Dataset entries:

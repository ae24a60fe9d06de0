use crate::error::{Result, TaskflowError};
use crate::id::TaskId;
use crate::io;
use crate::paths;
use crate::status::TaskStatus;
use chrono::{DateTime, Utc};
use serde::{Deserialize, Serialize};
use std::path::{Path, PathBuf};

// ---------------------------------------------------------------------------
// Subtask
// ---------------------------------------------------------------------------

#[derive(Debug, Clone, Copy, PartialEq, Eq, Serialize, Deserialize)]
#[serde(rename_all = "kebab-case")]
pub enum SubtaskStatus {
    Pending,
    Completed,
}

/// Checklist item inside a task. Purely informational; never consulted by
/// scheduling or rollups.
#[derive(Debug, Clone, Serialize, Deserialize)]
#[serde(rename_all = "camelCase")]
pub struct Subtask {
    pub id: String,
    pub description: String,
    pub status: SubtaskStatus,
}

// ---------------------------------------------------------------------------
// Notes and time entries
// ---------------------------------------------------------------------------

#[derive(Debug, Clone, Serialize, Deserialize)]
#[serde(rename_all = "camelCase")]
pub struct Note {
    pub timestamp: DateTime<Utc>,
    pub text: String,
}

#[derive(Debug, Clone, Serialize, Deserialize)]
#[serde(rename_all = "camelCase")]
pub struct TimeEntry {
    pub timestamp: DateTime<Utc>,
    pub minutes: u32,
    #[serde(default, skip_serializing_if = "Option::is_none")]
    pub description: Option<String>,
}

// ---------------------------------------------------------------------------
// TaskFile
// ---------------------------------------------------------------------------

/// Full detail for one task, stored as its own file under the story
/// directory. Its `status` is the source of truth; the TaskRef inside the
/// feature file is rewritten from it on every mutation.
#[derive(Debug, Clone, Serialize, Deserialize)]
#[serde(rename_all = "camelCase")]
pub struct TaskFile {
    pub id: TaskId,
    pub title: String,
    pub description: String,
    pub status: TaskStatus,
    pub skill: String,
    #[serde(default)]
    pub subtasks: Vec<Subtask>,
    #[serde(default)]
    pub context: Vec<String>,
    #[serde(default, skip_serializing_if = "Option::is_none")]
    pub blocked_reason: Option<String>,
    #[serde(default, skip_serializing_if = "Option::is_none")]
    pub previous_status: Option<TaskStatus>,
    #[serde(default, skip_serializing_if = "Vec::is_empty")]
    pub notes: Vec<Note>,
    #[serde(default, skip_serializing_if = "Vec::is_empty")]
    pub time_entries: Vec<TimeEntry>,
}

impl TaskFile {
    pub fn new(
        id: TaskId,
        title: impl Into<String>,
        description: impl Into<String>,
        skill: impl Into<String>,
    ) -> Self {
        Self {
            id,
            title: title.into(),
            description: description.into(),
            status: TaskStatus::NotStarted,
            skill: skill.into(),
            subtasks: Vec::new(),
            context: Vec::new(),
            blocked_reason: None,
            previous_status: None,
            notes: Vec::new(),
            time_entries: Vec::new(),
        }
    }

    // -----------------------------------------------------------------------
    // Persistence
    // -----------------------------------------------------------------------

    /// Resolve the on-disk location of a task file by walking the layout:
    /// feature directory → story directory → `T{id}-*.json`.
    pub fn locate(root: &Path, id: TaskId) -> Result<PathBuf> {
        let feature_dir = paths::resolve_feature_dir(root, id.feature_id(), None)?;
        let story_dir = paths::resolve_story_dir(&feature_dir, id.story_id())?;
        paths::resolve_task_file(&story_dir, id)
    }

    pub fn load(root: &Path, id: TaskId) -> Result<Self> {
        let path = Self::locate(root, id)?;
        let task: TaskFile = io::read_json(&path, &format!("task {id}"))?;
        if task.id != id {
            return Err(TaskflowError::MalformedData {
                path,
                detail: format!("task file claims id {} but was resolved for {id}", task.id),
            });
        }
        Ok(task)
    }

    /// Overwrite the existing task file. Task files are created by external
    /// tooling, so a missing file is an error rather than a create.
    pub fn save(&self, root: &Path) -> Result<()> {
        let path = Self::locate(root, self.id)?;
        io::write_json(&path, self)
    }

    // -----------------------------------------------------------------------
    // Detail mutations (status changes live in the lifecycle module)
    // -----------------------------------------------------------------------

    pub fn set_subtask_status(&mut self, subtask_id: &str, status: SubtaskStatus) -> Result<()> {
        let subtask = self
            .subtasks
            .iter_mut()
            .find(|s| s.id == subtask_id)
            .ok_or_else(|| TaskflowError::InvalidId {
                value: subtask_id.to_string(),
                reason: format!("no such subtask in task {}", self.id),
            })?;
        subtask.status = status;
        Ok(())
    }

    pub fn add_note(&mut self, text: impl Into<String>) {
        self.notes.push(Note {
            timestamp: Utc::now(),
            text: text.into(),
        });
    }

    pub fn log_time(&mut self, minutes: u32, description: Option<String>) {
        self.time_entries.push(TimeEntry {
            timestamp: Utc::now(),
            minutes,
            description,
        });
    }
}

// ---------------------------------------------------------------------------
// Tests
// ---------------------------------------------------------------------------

> _Work to complete_
Pull each line containing "Result" from the records.

> _Your solution_
use crate::error::{Result, TaskflowError};
    pub fn locate(root: &Path, id: TaskId) -> Result<PathBuf> {
    pub fn load(root: &Path, id: TaskId) -> Result<Self> {
    pub fn save(&self, root: &Path) -> Result<()> {
    pub fn set_subtask_status(&mut self, subtask_id: &str, status: SubtaskStatus) -> Result<()> {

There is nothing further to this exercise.